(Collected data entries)
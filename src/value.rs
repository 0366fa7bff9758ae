//! Configuration Values
//!
//! Loosely-typed configuration values as parsed from a YAML or JSON document.
//! Every accessor view is strict: a value is only seen as the type it was
//! parsed as, no numeric or string coercion happens here.

use serde::de::{self, DeserializeOwned, MapAccess, SeqAccess, Visitor};
use serde::{Deserialize, Deserializer, Serialize};
use std::collections::BTreeMap;
use std::fmt;

/// Parsed configuration document, keyed by top-level name
pub type Snapshot = BTreeMap<String, Value>;

/// A single loosely-typed configuration value
///
/// Integers are signed 64-bit; a document integer outside that range is a
/// parse error rather than a silently rounded float. Scalar mapping keys
/// (`80: http`, `true: on`) are kept as their string form.
#[derive(Debug, Clone, PartialEq, Serialize)]
#[serde(untagged)]
pub enum Value {
    Null,
    Bool(bool),
    Integer(i64),
    Float(f64),
    String(String),
    Sequence(Vec<Value>),
    Mapping(BTreeMap<String, Value>),
}

/// Kind of a [`Value`], used in type-mismatch diagnostics
#[derive(Debug, Clone, Copy, PartialEq, Eq)]
pub enum ValueKind {
    Null,
    Bool,
    Integer,
    Float,
    String,
    Sequence,
    Mapping,
    /// A sequence whose every element is a string
    StringSequence,
    /// A caller-defined structured type
    Structured,
}

impl fmt::Display for ValueKind {
    fn fmt(&self, f: &mut fmt::Formatter<'_>) -> fmt::Result {
        let name = match self {
            ValueKind::Null => "null",
            ValueKind::Bool => "bool",
            ValueKind::Integer => "integer",
            ValueKind::Float => "float",
            ValueKind::String => "string",
            ValueKind::Sequence => "sequence",
            ValueKind::Mapping => "mapping",
            ValueKind::StringSequence => "array of strings",
            ValueKind::Structured => "structured value",
        };
        f.write_str(name)
    }
}

impl Value {
    pub fn kind(&self) -> ValueKind {
        match self {
            Value::Null => ValueKind::Null,
            Value::Bool(_) => ValueKind::Bool,
            Value::Integer(_) => ValueKind::Integer,
            Value::Float(_) => ValueKind::Float,
            Value::String(_) => ValueKind::String,
            Value::Sequence(_) => ValueKind::Sequence,
            Value::Mapping(_) => ValueKind::Mapping,
        }
    }

    pub fn is_null(&self) -> bool {
        matches!(self, Value::Null)
    }

    pub fn as_bool(&self) -> Option<bool> {
        match self {
            Value::Bool(b) => Some(*b),
            _ => None,
        }
    }

    /// Integer view; an integral float is not an integer
    pub fn as_i64(&self) -> Option<i64> {
        match self {
            Value::Integer(i) => Some(*i),
            _ => None,
        }
    }

    /// Float view; an integer is not a float
    pub fn as_f64(&self) -> Option<f64> {
        match self {
            Value::Float(f) => Some(*f),
            _ => None,
        }
    }

    pub fn as_str(&self) -> Option<&str> {
        match self {
            Value::String(s) => Some(s),
            _ => None,
        }
    }

    pub fn as_sequence(&self) -> Option<&[Value]> {
        match self {
            Value::Sequence(items) => Some(items),
            _ => None,
        }
    }

    pub fn as_mapping(&self) -> Option<&BTreeMap<String, Value>> {
        match self {
            Value::Mapping(map) => Some(map),
            _ => None,
        }
    }

    /// All-or-nothing view of a sequence of strings
    ///
    /// Returns `None` if the value is not a sequence or if any element is
    /// not a string; partial results are never produced.
    pub fn as_string_list(&self) -> Option<Vec<String>> {
        self.as_sequence()?
            .iter()
            .map(|item| item.as_str().map(str::to_owned))
            .collect()
    }

    /// Decode this value into a caller-defined type through serde
    ///
    /// The value is converted into a `serde_yaml::Value` tree and decoded
    /// from there, so no textual round trip is involved.
    pub fn decode<T: DeserializeOwned>(&self) -> Result<T, serde_yaml::Error> {
        let tree = serde_yaml::to_value(self)?;
        serde_yaml::from_value(tree)
    }
}

impl<'de> Deserialize<'de> for Value {
    fn deserialize<D>(deserializer: D) -> Result<Self, D::Error>
    where
        D: Deserializer<'de>,
    {
        deserializer.deserialize_any(ValueVisitor)
    }
}

struct ValueVisitor;

impl<'de> Visitor<'de> for ValueVisitor {
    type Value = Value;

    fn expecting(&self, f: &mut fmt::Formatter<'_>) -> fmt::Result {
        f.write_str("a configuration value")
    }

    fn visit_unit<E: de::Error>(self) -> Result<Value, E> {
        Ok(Value::Null)
    }

    fn visit_none<E: de::Error>(self) -> Result<Value, E> {
        Ok(Value::Null)
    }

    fn visit_some<D>(self, deserializer: D) -> Result<Value, D::Error>
    where
        D: Deserializer<'de>,
    {
        Value::deserialize(deserializer)
    }

    fn visit_bool<E: de::Error>(self, v: bool) -> Result<Value, E> {
        Ok(Value::Bool(v))
    }

    fn visit_i64<E: de::Error>(self, v: i64) -> Result<Value, E> {
        Ok(Value::Integer(v))
    }

    fn visit_u64<E: de::Error>(self, v: u64) -> Result<Value, E> {
        i64::try_from(v)
            .map(Value::Integer)
            .map_err(|_| E::custom(format!("integer {} is out of range for a 64-bit signed integer", v)))
    }

    fn visit_f64<E: de::Error>(self, v: f64) -> Result<Value, E> {
        Ok(Value::Float(v))
    }

    fn visit_str<E: de::Error>(self, v: &str) -> Result<Value, E> {
        Ok(Value::String(v.to_owned()))
    }

    fn visit_string<E: de::Error>(self, v: String) -> Result<Value, E> {
        Ok(Value::String(v))
    }

    fn visit_seq<A>(self, mut seq: A) -> Result<Value, A::Error>
    where
        A: SeqAccess<'de>,
    {
        let mut items = Vec::with_capacity(seq.size_hint().unwrap_or(0));
        while let Some(item) = seq.next_element()? {
            items.push(item);
        }
        Ok(Value::Sequence(items))
    }

    fn visit_map<A>(self, mut map: A) -> Result<Value, A::Error>
    where
        A: MapAccess<'de>,
    {
        let mut entries = BTreeMap::new();
        while let Some(MappingKey(key)) = map.next_key()? {
            let value = map.next_value()?;
            entries.insert(key, value);
        }
        Ok(Value::Mapping(entries))
    }
}

/// Mapping key accepted from a document: any scalar, kept in string form
struct MappingKey(String);

impl<'de> Deserialize<'de> for MappingKey {
    fn deserialize<D>(deserializer: D) -> Result<Self, D::Error>
    where
        D: Deserializer<'de>,
    {
        deserializer.deserialize_any(MappingKeyVisitor).map(MappingKey)
    }
}

struct MappingKeyVisitor;

impl<'de> Visitor<'de> for MappingKeyVisitor {
    type Value = String;

    fn expecting(&self, f: &mut fmt::Formatter<'_>) -> fmt::Result {
        f.write_str("a scalar mapping key (string, number, bool or null)")
    }

    fn visit_unit<E: de::Error>(self) -> Result<String, E> {
        Ok("null".to_owned())
    }

    fn visit_bool<E: de::Error>(self, v: bool) -> Result<String, E> {
        Ok(v.to_string())
    }

    fn visit_i64<E: de::Error>(self, v: i64) -> Result<String, E> {
        Ok(v.to_string())
    }

    fn visit_u64<E: de::Error>(self, v: u64) -> Result<String, E> {
        Ok(v.to_string())
    }

    fn visit_f64<E: de::Error>(self, v: f64) -> Result<String, E> {
        Ok(format!("{:?}", v))
    }

    fn visit_str<E: de::Error>(self, v: &str) -> Result<String, E> {
        Ok(v.to_owned())
    }

    fn visit_string<E: de::Error>(self, v: String) -> Result<String, E> {
        Ok(v)
    }
}

impl From<bool> for Value {
    fn from(value: bool) -> Self {
        Value::Bool(value)
    }
}

impl From<i64> for Value {
    fn from(value: i64) -> Self {
        Value::Integer(value)
    }
}

impl From<f64> for Value {
    fn from(value: f64) -> Self {
        Value::Float(value)
    }
}

impl From<&str> for Value {
    fn from(value: &str) -> Self {
        Value::String(value.to_owned())
    }
}

impl From<String> for Value {
    fn from(value: String) -> Self {
        Value::String(value)
    }
}

impl<T: Into<Value>> From<Vec<T>> for Value {
    fn from(items: Vec<T>) -> Self {
        Value::Sequence(items.into_iter().map(Into::into).collect())
    }
}

impl From<BTreeMap<String, Value>> for Value {
    fn from(map: BTreeMap<String, Value>) -> Self {
        Value::Mapping(map)
    }
}

#[cfg(test)]
mod tests {
    use super::*;
    use serde::Deserialize;

    fn parse_yaml(doc: &str) -> Snapshot {
        serde_yaml::from_str(doc).unwrap()
    }

    #[test]
    fn test_yaml_scalars_keep_their_kind() {
        let snapshot = parse_yaml(
            "name: service\nport: 8080\nratio: 0.5\nwhole: 3.0\nenabled: true\nmissing: ~\n",
        );

        assert_eq!(snapshot["name"], Value::from("service"));
        assert_eq!(snapshot["port"], Value::Integer(8080));
        assert_eq!(snapshot["ratio"], Value::Float(0.5));
        assert_eq!(snapshot["whole"], Value::Float(3.0));
        assert_eq!(snapshot["enabled"], Value::Bool(true));
        assert!(snapshot["missing"].is_null());
    }

    #[test]
    fn test_json_scalars_keep_their_kind() {
        let snapshot: Snapshot =
            serde_json::from_str(r#"{"port": 8080, "ratio": 1.0, "tags": ["a", "b"]}"#).unwrap();

        assert_eq!(snapshot["port"].kind(), ValueKind::Integer);
        assert_eq!(snapshot["ratio"].kind(), ValueKind::Float);
        assert_eq!(snapshot["tags"].kind(), ValueKind::Sequence);
    }

    #[test]
    fn test_scalar_mapping_keys_become_strings() {
        let snapshot = parse_yaml("ports:\n  80: http\n  443: https\nflags:\n  true: on\n  1.5: ratio\n");

        let ports = snapshot["ports"].as_mapping().unwrap();
        assert_eq!(ports["80"], Value::from("http"));
        assert_eq!(ports["443"], Value::from("https"));

        let flags = snapshot["flags"].as_mapping().unwrap();
        assert_eq!(flags["true"], Value::from("on"));
        assert_eq!(flags["1.5"], Value::from("ratio"));
    }

    #[test]
    fn test_collection_mapping_keys_are_rejected() {
        let err = serde_yaml::from_str::<Snapshot>("outer:\n  ? [a, b]\n  : value\n").unwrap_err();
        assert!(err.to_string().contains("scalar mapping key"), "{}", err);
    }

    #[test]
    fn test_integer_beyond_i64_is_rejected() {
        let err = serde_yaml::from_str::<Snapshot>("big: 18446744073709551615\n").unwrap_err();
        assert!(err.to_string().contains("out of range"), "{}", err);

        let snapshot = parse_yaml("max: 9223372036854775807\nmin: -9223372036854775808\n");
        assert_eq!(snapshot["max"], Value::Integer(i64::MAX));
        assert_eq!(snapshot["min"], Value::Integer(i64::MIN));
    }

    #[test]
    fn test_strict_numeric_views() {
        assert_eq!(Value::Integer(3).as_f64(), None);
        assert_eq!(Value::Float(3.0).as_i64(), None);
        assert_eq!(Value::from("3").as_i64(), None);
        assert_eq!(Value::Integer(3).as_i64(), Some(3));
        assert_eq!(Value::Float(2.5).as_f64(), Some(2.5));
    }

    #[test]
    fn test_string_list_is_all_or_nothing() {
        let good = Value::from(vec!["a", "b"]);
        assert_eq!(good.as_string_list(), Some(vec!["a".to_string(), "b".to_string()]));

        let mixed = Value::Sequence(vec![Value::from("a"), Value::from("b"), Value::Integer(3)]);
        assert_eq!(mixed.as_string_list(), None);

        assert_eq!(Value::from("a").as_string_list(), None);
        assert_eq!(Value::Sequence(vec![]).as_string_list(), Some(vec![]));
    }

    #[derive(Debug, Deserialize, PartialEq)]
    struct Database {
        host: String,
        port: u16,
        replicas: Vec<String>,
    }

    #[test]
    fn test_decode_nested_mapping() {
        let snapshot = parse_yaml(
            "database:\n  host: db.internal\n  port: 5432\n  replicas: [r1, r2]\n",
        );

        let db: Database = snapshot["database"].decode().unwrap();
        assert_eq!(
            db,
            Database {
                host: "db.internal".into(),
                port: 5432,
                replicas: vec!["r1".into(), "r2".into()],
            }
        );
    }

    #[test]
    fn test_decode_shape_mismatch_fails() {
        let snapshot = parse_yaml("database: just-a-string\n");
        assert!(snapshot["database"].decode::<Database>().is_err());
    }
}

→ Required action:
Copy each line in the entries above where "range" turns up.

→ Task answer:
/// Integers are signed 64-bit; a document integer outside that range is a
            .map_err(|_| E::custom(format!("integer {} is out of range for a 64-bit signed integer", v)))
        assert!(err.to_string().contains("out of range"), "{}", err);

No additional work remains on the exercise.